А по прошествии новых двух недель, не принесших новых знамений, «Право» в отчаянии старается внушить гофмейстеру Булыгину,[106 - Булыгин, А. Г. – видный царский сановник, крайний реакционер. Проделал карьеру от судебного следователя до министра внутренних дел. В 1902 г. был помощником московского генерал-губернатора. В этой должности Булыгин явился поощрителем деятельности начальника московской охранки Зубатова. В 1905 году назначен членом Государственного Совета, а 20 января 1905 года – министром внутренних дел на место слишком мягкого Святополк-Мирского. После манифеста 18 февраля 1905 года и рескрипта от того же числа (см. примечание 102) Булыгиным было выработано первое положение о Государственной Думе, которое было опубликовано 6 августа 1905 года, но в действие так и не вошло (см. примечание 106). В министерство Витте Булыгин не вошел (его заменил Дурново). Впоследствии Булыгин потерял всякое влияние.] что для него нет лучшего исхода, как стать посредником между абсолютизмом и историей, так как всем ведь известно, что все равно ничто не может остановить ее хода. «Задача государственных людей, – докладывала газета, – влияние которых особенно вырастает в такие острые моменты перелома политической жизни страны, может заключаться только в том, чтобы способствовать этому ходу, сделать его бесшумным и ровным, а для этого нужна энергия, решимость и беззаветная вера в светлое будущее» (N 12).[107 - См. передовицу «Ход реформы», «Право» N 12.]

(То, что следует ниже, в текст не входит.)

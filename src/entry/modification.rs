//! Modify-operation support for entries.
//!
//! A [`Modification`] pairs an operation with an attribute, the way a modify
//! request lists its changes. [`Entry::apply_modification`] applies one change
//! and [`Entry::apply_modifications`] a whole list in order.
//!
//! # Semantics
//!
//! - `Add` merges the attribute's values into the entry, creating the
//!   attribute if it is absent.
//! - `Remove` without values removes the whole attribute; with values it
//!   removes those values and drops the attribute once it is empty.
//! - `Replace` without values removes the attribute; with values it replaces
//!   the attribute outright.

use super::attribute::Attribute;
use super::entry::Entry;
use crate::error::{DirectoryError, DirectoryResult};
use log::{debug, trace};
use serde::{Deserialize, Serialize};
use std::fmt;
use std::str::FromStr;
use std::sync::Arc;

/// The kind of change a [`Modification`] makes.
#[derive(Debug, Clone, Copy, PartialEq, Eq, Hash, Serialize, Deserialize)]
#[serde(rename_all = "lowercase")]
pub enum ModificationOperation {
    Add,
    #[serde(alias = "delete")]
    Remove,
    Replace,
}

impl fmt::Display for ModificationOperation {
    fn fmt(&self, f: &mut fmt::Formatter<'_>) -> fmt::Result {
        let name = match self {
            Self::Add => "add",
            Self::Remove => "remove",
            Self::Replace => "replace",
        };
        write!(f, "{}", name)
    }
}

/// Parses `add`, `remove` (or LDIF's `delete`) and `replace`, ignoring case.
impl FromStr for ModificationOperation {
    type Err = DirectoryError;

    fn from_str(s: &str) -> Result<Self, Self::Err> {
        match s.trim().to_lowercase().as_str() {
            "add" => Ok(Self::Add),
            "remove" | "delete" => Ok(Self::Remove),
            "replace" => Ok(Self::Replace),
            other => Err(DirectoryError::invalid_argument(format!(
                "Unsupported modification operation: {}",
                other
            ))),
        }
    }
}

/// A single change to an entry.
#[derive(Debug, Clone, PartialEq, Eq)]
pub struct Modification {
    operation: ModificationOperation,
    attribute: Attribute,
}

impl Modification {
    pub fn new(operation: ModificationOperation, attribute: Attribute) -> Self {
        Self {
            operation,
            attribute,
        }
    }

    pub fn add(attribute: Attribute) -> Self {
        Self::new(ModificationOperation::Add, attribute)
    }

    pub fn remove(attribute: Attribute) -> Self {
        Self::new(ModificationOperation::Remove, attribute)
    }

    pub fn replace(attribute: Attribute) -> Self {
        Self::new(ModificationOperation::Replace, attribute)
    }

    pub fn operation(&self) -> ModificationOperation {
        self.operation
    }

    pub fn attribute(&self) -> &Attribute {
        &self.attribute
    }
}

impl fmt::Display for Modification {
    fn fmt(&self, f: &mut fmt::Formatter<'_>) -> fmt::Result {
        write!(f, "{}: {}", self.operation, self.attribute.up_id())
    }
}

impl Entry {
    /// Apply one modification.
    ///
    /// The attribute's type must be known to the entry's registry, otherwise
    /// this fails with `NoSuchAttribute` and the entry is unchanged. Removing
    /// values or attributes that are not present is not an error.
    pub fn apply_modification(&mut self, modification: &Modification) -> DirectoryResult<()> {
        let attribute = self.rebind(modification.attribute())?;
        trace!("Applying {} to {}", modification, self.dn());

        match modification.operation() {
            ModificationOperation::Add => {
                self.add_attributes([attribute]);
            }
            ModificationOperation::Remove if attribute.is_empty() => {
                if self.remove(&[attribute]).is_empty() {
                    debug!("No attribute to remove for {}", modification);
                }
            }
            ModificationOperation::Remove => {
                let attribute_type = Arc::clone(attribute.attribute_type());
                if !self.remove_values(&attribute_type, attribute.values()) {
                    debug!("Not every value was present for {}", modification);
                }
            }
            ModificationOperation::Replace if attribute.is_empty() => {
                self.remove(&[attribute]);
            }
            ModificationOperation::Replace => {
                self.put_attribute(attribute);
            }
        }
        Ok(())
    }

    /// Apply modifications in order, stopping at the first failure.
    ///
    /// Changes made before the failing modification are kept.
    pub fn apply_modifications(&mut self, modifications: &[Modification]) -> DirectoryResult<()> {
        modifications
            .iter()
            .try_for_each(|modification| self.apply_modification(modification))
    }

    /// Bind `attribute` to this entry's registry.
    fn rebind(&self, attribute: &Attribute) -> DirectoryResult<Attribute> {
        let attribute_type = self.registry().lookup(attribute.attribute_type().oid())?;
        let mut attribute = attribute.clone();
        if !Arc::ptr_eq(attribute.attribute_type(), &attribute_type) {
            attribute.apply(&attribute_type);
        }
        Ok(attribute)
    }
}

Было бы, однако, клеветой на демократию, если бы мы сказали, что вся она вместе с «Нашими Днями» и «Правом» молилась об ясной погоде правительственных реформ, идущих «ровным и бесшумным ходом» по пути, пролагаемом министром внутренних дел, одержимым «беззаветной верой в лучшее будущее».

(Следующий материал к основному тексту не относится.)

//! Error types for directory entry operations.
//!
//! This module provides the error handling for the entry/attribute/value model
//! and for the schema registry it is governed by.
//!
//! Rejected values (a binary value offered to a textual attribute, a second value
//! offered to a single-valued attribute) are not errors: those
//! operations succeed and report how many values were actually stored.

/// Main error type for entry, attribute and value operations.
#[derive(Debug, thiserror::Error)]
pub enum DirectoryError {
    /// The identifier could not be resolved to an attribute type
    #[error("No such attribute: {identifier}")]
    NoSuchAttribute { identifier: String },

    /// An argument was blank, or named a different attribute type than the one in scope
    #[error("Invalid argument: {message}")]
    InvalidArgument { message: String },

    /// Distinguished name syntax errors
    #[error("Invalid DN '{dn}': {reason}")]
    InvalidDn { dn: String, reason: String },

    /// Serialized attribute records that are inconsistent with themselves or the schema
    #[error("Serialization error: {message}")]
    Serialization { message: String },

    /// JSON serialization/deserialization errors
    #[error("JSON error: {0}")]
    Json(#[from] serde_json::Error),

    /// Schema loading errors
    #[error("Schema error: {0}")]
    Schema(#[from] SchemaError),
}

/// Errors raised while building a schema registry.
///
/// These are configuration errors and normally surface at startup.
#[derive(Debug, thiserror::Error)]
pub enum SchemaError {
    /// Two attribute type definitions share an OID or a name
    #[error("Duplicate schema identifier '{identifier}'")]
    DuplicateIdentifier { identifier: String },

    /// An attribute type names a superior that is not registered
    #[error("Attribute type '{attribute}' has unknown superior '{superior}'")]
    UnknownSuperior { attribute: String, superior: String },

    /// Structurally invalid attribute type definition
    #[error("Invalid attribute type definition: {message}")]
    InvalidDefinition { message: String },

    /// Schema file could not be read
    #[error("Failed to read schema: {0}")]
    Io(#[from] std::io::Error),

    /// Schema file is not valid JSON
    #[error("Failed to parse schema: {0}")]
    Json(#[from] serde_json::Error),
}

/// A matching rule refused to normalize a value.
///
/// Never escapes the value layer: values that fail normalization keep their raw
/// form as their comparison form.
#[derive(Debug, Clone, PartialEq, Eq, thiserror::Error)]
#[error("Matching rule '{rule}' cannot normalize '{value}': {reason}")]
pub struct NormalizationError {
    pub rule: String,
    pub value: String,
    pub reason: String,
}

impl DirectoryError {
    /// Create a no such attribute error
    pub fn no_such_attribute(identifier: impl Into<String>) -> Self {
        Self::NoSuchAttribute {
            identifier: identifier.into(),
        }
    }

    /// Create an invalid argument error
    pub fn invalid_argument(message: impl Into<String>) -> Self {
        Self::InvalidArgument {
            message: message.into(),
        }
    }

    /// Create an invalid DN error
    pub fn invalid_dn(dn: impl Into<String>, reason: impl Into<String>) -> Self {
        Self::InvalidDn {
            dn: dn.into(),
            reason: reason.into(),
        }
    }

    /// Create a serialization error
    pub fn serialization(message: impl Into<String>) -> Self {
        Self::Serialization {
            message: message.into(),
        }
    }
}

impl SchemaError {
    /// Create an invalid definition error
    pub fn invalid_definition(message: impl Into<String>) -> Self {
        Self::InvalidDefinition {
            message: message.into(),
        }
    }
}

impl NormalizationError {
    pub(crate) fn new(
        rule: impl Into<String>,
        value: impl Into<String>,
        reason: impl Into<String>,
    ) -> Self {
        Self {
            rule: rule.into(),
            value: value.into(),
            reason: reason.into(),
        }
    }
}

// Result type aliases for convenience
pub type DirectoryResult<T> = Result<T, DirectoryError>;
pub type SchemaResult<T> = Result<T, SchemaError>;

Процесс расслоения демократии, начавшийся под ударом январских событий, шел своим чередом. Рескрипт и указ 18 февраля, как бы намечавшие законом дозволенную переправу в царство правопорядка, давали во многих группах временный перевес элементам либеральной троицы: веры, надежды и любви, но процесс консолидации радикальных элементов этим, может быть, лишь замедлился, но никоим образом не был приостановлен. То прикрываясь указом 18 февраля, то игнорируя его, демократическая левая вырабатывает свои «платформы» и, как бы радуясь первым шагам своего демократического самосознания, старается по возможности острее отточить свои лозунги и отравить их ядом недоверия ко всему, что исходит от коварных данайцев. Недоверие ко всем «старым обманувшим словам», недоверие к «изжитым силам», которые задаются целью превратить мертвые слова в мертвые дела! Не будем отныне стучаться к ним – пусть мертвые хоронят своего мертвеца! Долой всякие петиции, просьбы и докладные записки, – отныне мы обращаемся к народу, а не к его врагам!

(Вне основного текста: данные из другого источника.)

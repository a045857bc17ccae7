//! # Directory Schema Validator
//!
//! A command-line utility for validating directory schema files to ensure they
//! conform to the expected format and can be loaded into a schema registry.
//!
//! ## Overview
//!
//! This utility checks:
//! - JSON syntax
//! - Presence of the `id`, `name` and `attributeTypes` fields
//! - Attribute type OIDs are dotted numeric identifiers
//! - Names are valid descriptors (a letter followed by letters, digits or hyphens)
//! - Every definition has a syntax or a superior
//! - Matching rules are ones the library can normalize with
//! - Loading the schemas into a registry on top of the embedded schemas
//!
//! ## Usage
//!
//! ### Validate a Single Schema File
//!
//! ```bash
//! cargo run --bin schema-validator schemas/custom.json
//! ```
//!
//! ### Validate All Schemas in a Directory
//!
//! ```bash
//! cargo run --bin schema-validator ./schemas/
//! ```
//!
//! ## Output Examples
//!
//! ```text
//! Validating schema file: schemas/custom.json
//! ✓ Schema is valid!
//!
//! Schema Summary:
//!   ID: custom
//!   Name: Custom
//!   Attribute types: 2
//!   Single-valued: 1
//!   Operational: 1
//!   Binary: 0
//! ```
//!
//! ## Exit Codes
//!
//! - `0`: All schemas are valid
//! - `1`: One or more schemas are invalid or validation error occurred

use directory_core::schema::{
    AttributeTypeDefinition, MatchingRule, Schema, SchemaRegistry, syntax,
};
use std::env;
use std::fs;
use std::path::Path;
use std::process;

fn main() {
    let args: Vec<String> = env::args().collect();

    if args.len() < 2 {
        eprintln!("Usage: {} <schema-file-or-directory>", args[0]);
        eprintln!();
        eprintln!("Examples:");
        eprintln!("  {} schemas/custom.json", args[0]);
        eprintln!("  {} ./schemas/", args[0]);
        process::exit(1);
    }

    let path = Path::new(&args[1]);

    if path.is_file() {
        validate_single_file(path);
    } else if path.is_dir() {
        validate_directory(path);
    } else {
        eprintln!(
            "Error: '{}' is not a valid file or directory",
            path.display()
        );
        process::exit(1);
    }
}

fn validate_single_file(file_path: &Path) {
    println!("Validating schema file: {}", file_path.display());

    match load_and_validate_schema(file_path) {
        Ok(schema) => {
            println!("✓ Schema is valid!");
            print_schema_summary(&schema);
            test_registry_loading(vec![schema]);
        }
        Err(e) => {
            eprintln!("❌ Schema validation failed: {}", e);
            process::exit(1);
        }
    }
}

fn validate_directory(dir_path: &Path) {
    println!("Validating schemas in directory: {}", dir_path.display());

    let mut paths: Vec<_> = match fs::read_dir(dir_path) {
        Ok(entries) => entries
            .filter_map(Result::ok)
            .map(|entry| entry.path())
            .filter(|path| path.extension().and_then(|s| s.to_str()) == Some("json"))
            .collect(),
        Err(e) => {
            eprintln!("Error reading directory: {}", e);
            process::exit(1);
        }
    };
    paths.sort();

    let mut schemas = Vec::new();
    let mut error_count = 0;

    for path in &paths {
        println!("\nValidating: {}", path.display());
        match load_and_validate_schema(path) {
            Ok(schema) => {
                println!("  ✓ Valid - {} ({})", schema.name, schema.id);
                schemas.push(schema);
            }
            Err(e) => {
                eprintln!("  ❌ Invalid - {}", e);
                error_count += 1;
            }
        }
    }

    println!("\nValidation Summary:");
    println!("  Valid schemas: {}", schemas.len());
    println!("  Invalid schemas: {}", error_count);

    if error_count > 0 {
        process::exit(1);
    }

    test_registry_loading(schemas);
}

/// Load the schemas on top of the embedded ones, as a server would.
fn test_registry_loading(schemas: Vec<Schema>) {
    println!("\nTesting schema registry loading...");

    let mut registry = match SchemaRegistry::new() {
        Ok(registry) => registry,
        Err(e) => {
            eprintln!("❌ Failed to load embedded schemas: {}", e);
            process::exit(1);
        }
    };

    for schema in schemas {
        let id = schema.id.clone();
        if let Err(e) = registry.add_schema(schema) {
            eprintln!("❌ Failed to load schema '{}': {}", id, e);
            process::exit(1);
        }
    }

    println!("✓ Schema registry loaded successfully");
    println!("  Total attribute types: {}", registry.len());
    for schema in registry.schemas() {
        println!(
            "    - {} ({}): {} attribute type(s)",
            schema.name,
            schema.id,
            schema.attribute_types.len()
        );
    }
}

fn load_and_validate_schema(file_path: &Path) -> Result<Schema, Box<dyn std::error::Error>> {
    let content = fs::read_to_string(file_path)?;

    // Parse as JSON first for friendlier field errors
    let json_value: serde_json::Value = serde_json::from_str(&content)?;
    let obj = json_value
        .as_object()
        .ok_or("Schema must be a JSON object")?;

    for field in ["id", "name", "attributeTypes"] {
        if !obj.contains_key(field) {
            return Err(format!("Schema missing required '{}' field", field).into());
        }
    }

    let schema = SchemaRegistry::load_schema_from_str(&content)?;
    validate_schema_structure(&schema)?;
    Ok(schema)
}

fn validate_schema_structure(schema: &Schema) -> Result<(), Box<dyn std::error::Error>> {
    if schema.id.trim().is_empty() {
        return Err("Schema ID cannot be empty".into());
    }
    if schema.name.trim().is_empty() {
        return Err("Schema name cannot be empty".into());
    }
    if schema.attribute_types.is_empty() {
        return Err("Schema must have at least one attribute type".into());
    }

    for (i, definition) in schema.attribute_types.iter().enumerate() {
        validate_definition(definition, &format!("attributeTypes[{}]", i))?;
    }
    Ok(())
}

fn validate_definition(
    definition: &AttributeTypeDefinition,
    context: &str,
) -> Result<(), Box<dyn std::error::Error>> {
    if !is_numeric_oid(&definition.oid) {
        return Err(format!("{}: '{}' is not a numeric OID", context, definition.oid).into());
    }

    for name in &definition.names {
        if !is_descriptor(name) {
            return Err(format!("{}: '{}' is not a valid attribute name", context, name).into());
        }
    }

    if definition.syntax.is_none() && definition.sup.is_none() {
        return Err(format!("{}: needs a syntax or a superior", context).into());
    }

    if let Some(syntax_oid) = &definition.syntax {
        if !is_numeric_oid(syntax_oid) {
            return Err(format!("{}: syntax '{}' is not a numeric OID", context, syntax_oid).into());
        }
        if definition.human_readable.is_none() && !syntax::is_human_readable(syntax_oid) {
            println!("  note: {} is binary (syntax {})", context, syntax_oid);
        }
    }

    if let Some(rule) = &definition.equality {
        if MatchingRule::from_id(rule).is_none() {
            println!(
                "  warning: {}: equality rule '{}' is unknown, values compare as written",
                context, rule
            );
        }
    }

    Ok(())
}

fn is_numeric_oid(oid: &str) -> bool {
    oid.contains('.')
        && oid
            .split('.')
            .all(|arc| !arc.is_empty() && arc.chars().all(|c| c.is_ascii_digit()))
}

fn is_descriptor(name: &str) -> bool {
    let mut chars = name.chars();
    chars.next().is_some_and(|c| c.is_ascii_alphabetic())
        && chars.all(|c| c.is_ascii_alphanumeric() || c == '-')
}

fn print_schema_summary(schema: &Schema) {
    println!();
    println!("Schema Summary:");
    println!("  ID: {}", schema.id);
    println!("  Name: {}", schema.name);
    if !schema.description.is_empty() {
        println!("  Description: {}", schema.description);
    }
    println!("  Attribute types: {}", schema.attribute_types.len());

    let single_valued = schema
        .attribute_types
        .iter()
        .filter(|d| d.single_valued)
        .count();
    let operational = schema
        .attribute_types
        .iter()
        .filter(|d| d.usage.is_operational())
        .count();
    let binary = schema
        .attribute_types
        .iter()
        .filter(|d| {
            d.human_readable == Some(false)
                || d.syntax.as_deref().is_some_and(|s| !syntax::is_human_readable(s))
        })
        .count();

    println!("  Single-valued: {}", single_valued);
    println!("  Operational: {}", operational);
    println!("  Binary: {}", binary);
}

Демократическая левая становится на путь призыва к непримиримости и недоверию, на путь агитации, набора и сплочения сил, наконец, на путь поисков боевой политической тактики. Процесс расслоения еще не принимает формы прямого раскола, но все же подвигается вперед. Те самые события, которые объемлют холодом душу либеральных примиренцев, как бы шпорами вонзаются в бока демократической мысли и гонят ее вперед. И в то время, когда правая хлопотала о пригласительной повестке на совещание Булыгина, на левой стороне, вслед за лозунгом Учредительного Собрания, поднимается идея всеобщего активного выступления масс, идея милиции, самочинных общенародных выборов и пр., и пр.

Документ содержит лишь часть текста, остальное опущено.